Cap size vs battery drain

How can the size of the caps affect the battery life of a sensor?

Here is the setup i have 2 sensors with dht22 attiny13 nr24l01 3aaa batteries and a XC6206P332MR 3.3v reg (3.3v to nrf).

attiny13 and dht are powered directly from battery and nrf from 3v3.

On one i have 0.1uf ceramic cap and 220Uf electrolyte on battery side and on 3v3 side from regulator.
On the other i have 0.1uf ceramic cap and 10uf ceramic cap on battery side and on 3v3 side from regulator.

The reason for using 3aaa is that the dht22 need 3v+ for the humidity readings to be accurate.

The one with 220uf electrolyte have lasted well over a year so far. but the 10uf one only lasted half a year, all other components are identical as far as i can tell. Any ideas why the diff are so big?

Unless they're faulty the capacitors will have (almost? - depends if large peak currents are required..)

no effect on battery life.

regards

Allan.

The difference is probably due to the leakage current of the capacitor. Every capacitor will leak a very small amount of current. I would have expected the large capacitor to leak more than the small one but maybe they are of different dielectrics.

Google
capacitor leakage
or see
http://electronicdesign.com/analog/whats-all-capacitor-leakage-stuff-anyhow

A quick thought - leakage of capacitors (and other devices) goes up as the temperature increases ....
and for that matter humidity.

was one of your units in a higher temperature or very humid environment ?

regards

Allan.

(3.3v to nrf)

If this means that you have an NRF24L01 radio module transmitting the data AND you are using ACK/NACK protocols to transmit data, then it is possible that the module with the (possibly too small) 10 uF capacitor is error prone, making many retries and wasting power.

Why not take a moment to fully describe the system that you have?

The power consumption of the NRF comes in spikes, which will cause voltage drop.

As the batteries are used, you see lower output voltage under load - so those spikes result in the voltage drooping. The two bigger caps would be better able to counter this, since it transmits very quickly, and then the load is mostly removed, and the battery voltage recovers and the caps recharge - so the batteries can get more-dead before the device stops working.

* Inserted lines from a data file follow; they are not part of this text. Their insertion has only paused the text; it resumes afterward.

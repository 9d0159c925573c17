// promokit - generate marketing content for an artist profile

use anyhow::{Context, bail};
use clap::Parser;
use crossterm::style::Stylize;
use promokit::orchestration::{
    ArtistProfile, ContentSource, GeneratorConfig, MarketingRole, Orchestrator,
};
use promokit::render::{create_markdown_skin, render_markdown};
use std::path::{Path, PathBuf};
use tracing_subscriber::EnvFilter;

const CREDENTIAL_ENV: &str = "OPENAI_API_KEY";

#[derive(Parser, Debug)]
#[command(author, version, about, long_about = None)]
struct Args {
    /// Artist profile as a JSON file (name, genre, targetAudience, socialPresence)
    #[arg(long, conflicts_with_all = ["name", "genre", "audience", "social"])]
    profile: Option<PathBuf>,

    /// Artist or band name
    #[arg(long)]
    name: Option<String>,

    /// Musical genre
    #[arg(long)]
    genre: Option<String>,

    /// Target audience
    #[arg(long)]
    audience: Option<String>,

    /// Current social presence, e.g. "5k Instagram followers"
    #[arg(long)]
    social: Option<String>,

    /// Path to config file (default: ./.promokit.json, then ~/.promokit.json)
    #[arg(short, long)]
    config: Option<PathBuf>,

    /// Marketing role framing the instruction (overrides config)
    #[arg(long)]
    role: Option<MarketingRole>,

    /// API key (overrides OPENAI_API_KEY and config)
    #[arg(long)]
    api_key: Option<String>,

    /// Use template content without calling the remote generator
    #[arg(long)]
    offline: bool,

    /// Print the bundle as JSON instead of rendered markdown
    #[arg(long)]
    json: bool,

    /// Write an example config file to this path and exit
    #[arg(long)]
    init_config: Option<PathBuf>,
}

#[tokio::main]
async fn main() -> anyhow::Result<()> {
    tracing_subscriber::fmt()
        .with_env_filter(
            EnvFilter::try_from_default_env().unwrap_or_else(|_| EnvFilter::new("promokit=info")),
        )
        .with_writer(std::io::stderr)
        .init();

    let args = Args::parse();

    if let Some(path) = &args.init_config {
        GeneratorConfig::write_example(path)
            .with_context(|| format!("Failed to write config to {}", path.display()))?;
        eprintln!("Created example config at: {}", path.display());
        return Ok(());
    }

    let mut config = match &args.config {
        Some(path) => GeneratorConfig::from_file(path)
            .with_context(|| format!("Failed to load config from {}", path.display()))?,
        None => GeneratorConfig::discover().context("Failed to load config")?,
    };
    if let Some(role) = args.role {
        config.role = role;
    }

    let profile = load_profile(&args)?;
    profile.validate().context("Invalid artist profile")?;

    let credential = if args.offline {
        None
    } else {
        resolve_credential(args.api_key.clone(), config.api_key.clone())
    };

    let orchestrator = Orchestrator::with_config(config)?;
    let generated = orchestrator
        .generate_with_source(&profile, credential.as_deref())
        .await;

    let source = match generated.source {
        ContentSource::Remote => generated.source.as_str().green(),
        ContentSource::Fallback => generated.source.as_str().yellow(),
    };
    eprintln!("{} {}", "Content source:".bold(), source);

    if args.json {
        println!("{}", serde_json::to_string_pretty(&generated.bundle)?);
    } else {
        let skin = create_markdown_skin();
        skin.print_text(&render_markdown(&profile, &generated));
    }

    Ok(())
}

fn load_profile(args: &Args) -> anyhow::Result<ArtistProfile> {
    if let Some(path) = &args.profile {
        return read_profile(path);
    }

    let (Some(name), Some(genre), Some(audience)) = (&args.name, &args.genre, &args.audience) else {
        bail!("Provide --profile <file> or all of --name, --genre and --audience");
    };

    let mut profile = ArtistProfile::new(name, genre, audience);
    if let Some(social) = &args.social {
        profile = profile.with_social_presence(social);
    }
    Ok(profile)
}

fn read_profile(path: &Path) -> anyhow::Result<ArtistProfile> {
    let contents = std::fs::read_to_string(path)
        .with_context(|| format!("Failed to read profile {}", path.display()))?;
    let profile = serde_json::from_str(&contents)
        .with_context(|| format!("Failed to parse profile {}", path.display()))?;
    Ok(profile)
}

/// First non-blank credential from the flag, the environment, then config
fn resolve_credential(flag: Option<String>, configured: Option<String>) -> Option<String> {
    flag.into_iter()
        .chain(std::env::var(CREDENTIAL_ENV).ok())
        .chain(configured)
        .find(|key| !key.trim().is_empty())
}
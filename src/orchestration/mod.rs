// Content generation - remote chat-completion with deterministic template fallback

pub mod client;
pub mod config;
pub mod error;
pub mod fallback;
pub mod orchestrator;
pub mod prompts;
pub mod types;

pub use client::{ChatCompletionClient, CompletionBackend, CompletionRequest};
pub use config::GeneratorConfig;
pub use error::{ConfigError, GenerationError, OrchestratorError, ProfileError};
pub use fallback::FallbackGenerator;
pub use orchestrator::Orchestrator;
pub use prompts::MarketingRole;
pub use types::*;
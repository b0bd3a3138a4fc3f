/// Grid limits
pub mod grid {
    /// Largest permitted cell count
    pub const MAX_CELLS: u64 = 1 << 24;
}

/// Request/release tuning
pub mod allocation {
    /// Weight of the normalized travel direction in the preference vector
    pub const MOMENTUM_WEIGHT: f32 = 0.5;
    /// Weight of the unit-disc jitter in the preference vector
    pub const JITTER_WEIGHT: f32 = 0.5;
    /// Base force pushed into the field around an assigned cell.
    /// Falls off with the squared cell offset.
    pub const CONGESTION_FORCE: f32 = 0.25;
    /// Chebyshev radius of the congestion push, in cells
    pub const CONGESTION_RING_RADIUS: i32 = 3;
}

/// Location population constants
pub mod population {
    /// Snap tolerance for designer-placed candidates (world units)
    pub const SNAP_TOLERANCE: f32 = 2.0;
    /// Exfil markers sit further from walkable ground
    pub const EXFIL_SNAP_TOLERANCE: f32 = 5.0;
    /// Radius for loot locations (world units)
    pub const LOOT_RADIUS: f32 = 10.0;
    /// Lower bound for every location radius (world units)
    pub const MIN_LOCATION_RADIUS: f32 = 10.0;
    /// Synthetic candidates per axis inside a cell
    pub const SYNTHETIC_RESOLUTION: usize = 3;
    /// Squared distance within which a path counts as arriving (world units²)
    pub const PATH_ARRIVAL_TOLERANCE_SQ: f32 = 1.0;
}

/// Zone field constants
pub mod zones {
    /// Smallest permitted configured zone radius (world units)
    pub const MIN_ZONE_RADIUS: f32 = 1.0;
}
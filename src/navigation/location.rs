use serde::{Deserialize, Serialize};
use std::fmt;
use std::hash::{Hash, Hasher};

use crate::util::vec3::Vec3;

/// Location identifier, unique within a session
pub type LocationId = u32;

/// Kind of point of interest
#[derive(Debug, Clone, Copy, PartialEq, Eq, Hash, Serialize, Deserialize)]
pub enum LocationCategory {
    ContainerLoot,
    LooseLoot,
    Quest,
    Synthetic,
    Exfil,
}

/// A navigable point of interest owned by exactly one grid cell.
/// Identity is the id; two locations with the same id are the same location.
#[derive(Debug, Clone, Serialize, Deserialize)]
pub struct Location {
    pub id: LocationId,
    pub category: LocationCategory,
    pub name: String,
    pub position: Vec3,
    pub radius_sqr: f32,
}

impl Location {
    pub fn new(
        id: LocationId,
        category: LocationCategory,
        name: impl Into<String>,
        position: Vec3,
        radius_sqr: f32,
    ) -> Self {
        Self {
            id,
            category,
            name: name.into(),
            position,
            radius_sqr,
        }
    }

    /// Whether a world position is inside the arrival radius
    #[inline]
    pub fn contains(&self, position: Vec3) -> bool {
        self.position.distance_sq_to(position) <= self.radius_sqr
    }
}

impl PartialEq for Location {
    fn eq(&self, other: &Self) -> bool {
        self.id == other.id
    }
}

impl Eq for Location {}

impl Hash for Location {
    fn hash<H: Hasher>(&self, state: &mut H) {
        self.id.hash(state);
    }
}

impl fmt::Display for Location {
    fn fmt(&self, f: &mut fmt::Formatter<'_>) -> fmt::Result {
        write!(f, "Location({}, {:?}, {})", self.id, self.category, self.name)
    }
}
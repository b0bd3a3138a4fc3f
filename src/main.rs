use anyhow::Context;
use rand::{Rng, SeedableRng};
use rand_chacha::ChaCha8Rng;
use rayon::prelude::*;
use std::sync::Arc;
use std::time::Duration;
use tracing::{info, warn};
use tracing_subscriber::EnvFilter;
use uuid::Uuid;

use location_allocator::config::{maps, AllocatorConfig, MapGeometry};
use location_allocator::grid::zones::ZoneMarker;
use location_allocator::navigation::flat::FlatNavMesh;
use location_allocator::navigation::gatherer::RawLocation;
use location_allocator::util::vec2::Vec2;
use location_allocator::util::vec3::Vec3;
use location_allocator::{Location, LocationCategory, LocationSystem, SharedLocationSystem};

/// Raw candidates scattered per cell of the map grid
const CANDIDATES_PER_CELL: f32 = 0.6;

/// Obstacles dropped onto the demo terrain
const OBSTACLE_COUNT: usize = 12;

struct Agent {
    id: Uuid,
    position: Vec3,
    target: Option<Arc<Location>>,
}

fn env_or<T: std::str::FromStr>(key: &str, default: T) -> T {
    std::env::var(key)
        .ok()
        .and_then(|s| s.parse().ok())
        .unwrap_or(default)
}

fn random_point<R: Rng>(rng: &mut R, geometry: &MapGeometry) -> Vec3 {
    Vec3::on_ground(
        rng.gen_range(geometry.min.x..geometry.max.x),
        rng.gen_range(geometry.min.y..geometry.max.y),
    )
}

/// Flat terrain with a handful of rectangular buildings
fn build_terrain<R: Rng>(rng: &mut R, geometry: &MapGeometry) -> FlatNavMesh {
    let mut nav = FlatNavMesh::new(geometry.min, geometry.max);
    for _ in 0..OBSTACLE_COUNT {
        let corner = random_point(rng, geometry).horizontal();
        let size = Vec2::new(
            rng.gen_range(0.5..1.5) * geometry.cell_size,
            rng.gen_range(0.5..1.5) * geometry.cell_size,
        );
        nav = nav.with_obstacle(corner, corner + size);
    }
    nav
}

fn scatter_candidates<R: Rng>(rng: &mut R, geometry: &MapGeometry) -> Vec<RawLocation> {
    let cells = ((geometry.max.x - geometry.min.x) / geometry.cell_size).ceil()
        * ((geometry.max.y - geometry.min.y) / geometry.cell_size).ceil();
    let count = (cells * CANDIDATES_PER_CELL) as usize;

    (0..count)
        .map(|i| {
            let category = match i % 10 {
                0..=3 => LocationCategory::ContainerLoot,
                4..=6 => LocationCategory::LooseLoot,
                7..=8 => LocationCategory::Quest,
                _ => LocationCategory::Exfil,
            };
            RawLocation::new(category, format!("{:?}_{}", category, i), random_point(rng, geometry))
        })
        .collect()
}

fn main() -> anyhow::Result<()> {
    // Load .env file if present
    dotenvy::dotenv().ok();

    tracing_subscriber::fmt()
        .with_env_filter(EnvFilter::try_from_default_env().unwrap_or_else(|_| EnvFilter::new("info")))
        .with_target(false)
        .init();

    info!("Location Simulator v{}", env!("CARGO_PKG_VERSION"));

    let map_id = std::env::var("MAP_ID").unwrap_or_else(|_| "bigmap".to_string());
    let agent_count: usize = env_or("SIM_AGENTS", 200);
    let steps: usize = env_or("SIM_STEPS", 20);
    let tick = Duration::from_millis(env_or("SIM_TICK_MS", 50));

    let config = AllocatorConfig::load_or_default();
    config.validate().context("invalid allocator configuration")?;
    info!(
        "Configuration loaded: map={}, agents={}, steps={}, seed={:?}",
        map_id, agent_count, steps, config.seed
    );

    let geometry = maps::geometry(&map_id).with_context(|| format!("unknown map id '{}'", map_id))?;

    // World generation uses its own stream so the allocator seed stays independent
    let mut world_rng = match config.seed {
        Some(seed) => ChaCha8Rng::seed_from_u64(seed.wrapping_add(1)),
        None => ChaCha8Rng::from_entropy(),
    };
    let nav = build_terrain(&mut world_rng, &geometry);
    let candidates = scatter_candidates(&mut world_rng, &geometry);
    let mut marker_names: Vec<String> = maps::zones(&map_id).builtin_zones.into_keys().collect();
    marker_names.sort();
    let markers: Vec<ZoneMarker> = marker_names
        .into_iter()
        .map(|name| ZoneMarker::new(name, random_point(&mut world_rng, &geometry)))
        .collect();

    info!(
        "Generated terrain with {} obstacles, {} raw candidates, {} zone markers",
        nav.obstacles().len(),
        candidates.len(),
        markers.len()
    );

    let system: LocationSystem<Uuid> =
        LocationSystem::for_map(&map_id, markers, config, candidates, &nav)
            .context("failed to build location system")?;

    let report = system.population().clone();
    info!(
        "Population: {} placed, {} synthetic, {} dropped, {} cells abandoned",
        report.placed,
        report.synthetic,
        report.unreachable + report.out_of_bounds,
        report.abandoned_cells.len()
    );

    let shared = SharedLocationSystem::new(system);
    let mut agents: Vec<Agent> = (0..agent_count)
        .map(|_| Agent {
            id: Uuid::new_v4(),
            position: random_point(&mut world_rng, &geometry),
            target: None,
        })
        .collect();

    for step in 0..steps {
        agents.par_iter_mut().enumerate().for_each(|(i, agent)| {
            // Some agents give up their objective and idle for a tick
            if (i + step) % 7 == 0 {
                shared.release(&agent.id);
                agent.target = None;
                return;
            }

            let previous = agent.target.take();
            match shared.request_near(agent.id, agent.position, previous.as_deref()) {
                Some(location) => {
                    agent.position = location.position;
                    agent.target = Some(location);
                }
                None => warn!("Agent {} got no location", agent.id),
            }
        });

        let (held, max_congestion) = shared.with(|s| (s.active_assignments(), s.grid().stats().max_congestion));
        info!("Step {}: {} assignments, max congestion {}", step, held, max_congestion);

        std::thread::sleep(tick);
    }

    info!("Releasing all agents");
    for agent in &agents {
        shared.release(&agent.id);
    }

    let snapshot = shared.with(|s| s.snapshot());
    info!(
        "Final grid {}x{}: {} zones, total congestion {}",
        snapshot.size.x,
        snapshot.size.y,
        snapshot.zones.len(),
        snapshot.cells.iter().map(|c| c.congestion as u64).sum::<u64>()
    );
    info!("Metrics:\n{}", shared.metrics().to_json());

    Ok(())
}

That'd be my guess, at least.

OK here is a schematic of the 220uf setup the 10uf is the same but with 10 instead of 220

Not the best one i have done but better then what i can do with pen and paper.
And no I'm not using Auto acc i have that disabled and only transmits 1 message per wake up.

I forgot to mention the voltage divider used to measure battery voltage sorry..
When the voltage drops below 3v the humidity error starts to increase more and more +10% when the voltage drops to 2.9 and then it just gets worse.
So i change it at 3v. (the nrf/attiny part are OK down to 1.7v thou) i read abut current drain spikes killing cr2032 batteries faster but i did not think AAA batteries had the same problem at least not with a few ms long spikes once per 8 second.

allanhurst:
A quick thought - leakage of capacitors (and other devices) goes up as the temperature increases ....
and for that matter humidity.

was one of your units in a higher temperature or very humid environment ?

regards

Allan.

In this case no, but that is good to know I'm planning to replace the temperature sensor in the greenhouse with a humidity/temp one.

All batteries will show that kind of behavior - it's fundamental to electrochemical devices. It comes up more with coin cells, since their capacity is fairly small compared to typical currents involved in hobby electronics.

Whether it's relevant under a given set of circumstances depends on the battery chemistry, the size of the cell, and the load. If you have a 'scope, put it on the power rail with a dying battery and see how much the voltage is bouncing around.

A simple and rather obvious experiment is to replace the 10 uF cap with a 220 uF cap.

If i replace the 2 220uf electrolyte caps with 8 47uf SMD ceramic caps is there any other problem that i might run into?

You get eight iptimes the leakage.

swe-dude:
If i replace the 2 220uf electrolyte caps with 8 47uf SMD ceramic caps is there any other problem that i might run into?

Your regulator is designed for low ESR capacitors but putting eight ceramic caps in parallel will lower that ESR by a factor of eight. The datasheet for your regulator does not specify the ESR allowed but I would predict you'd be pushing yourself into problems.

TI has an application note "ESR, Stability, and the LDO Regulator" that explains the phenomenon.

I had not thought abut the ESR at all i will have to read up on that, BIG thank you for the warning!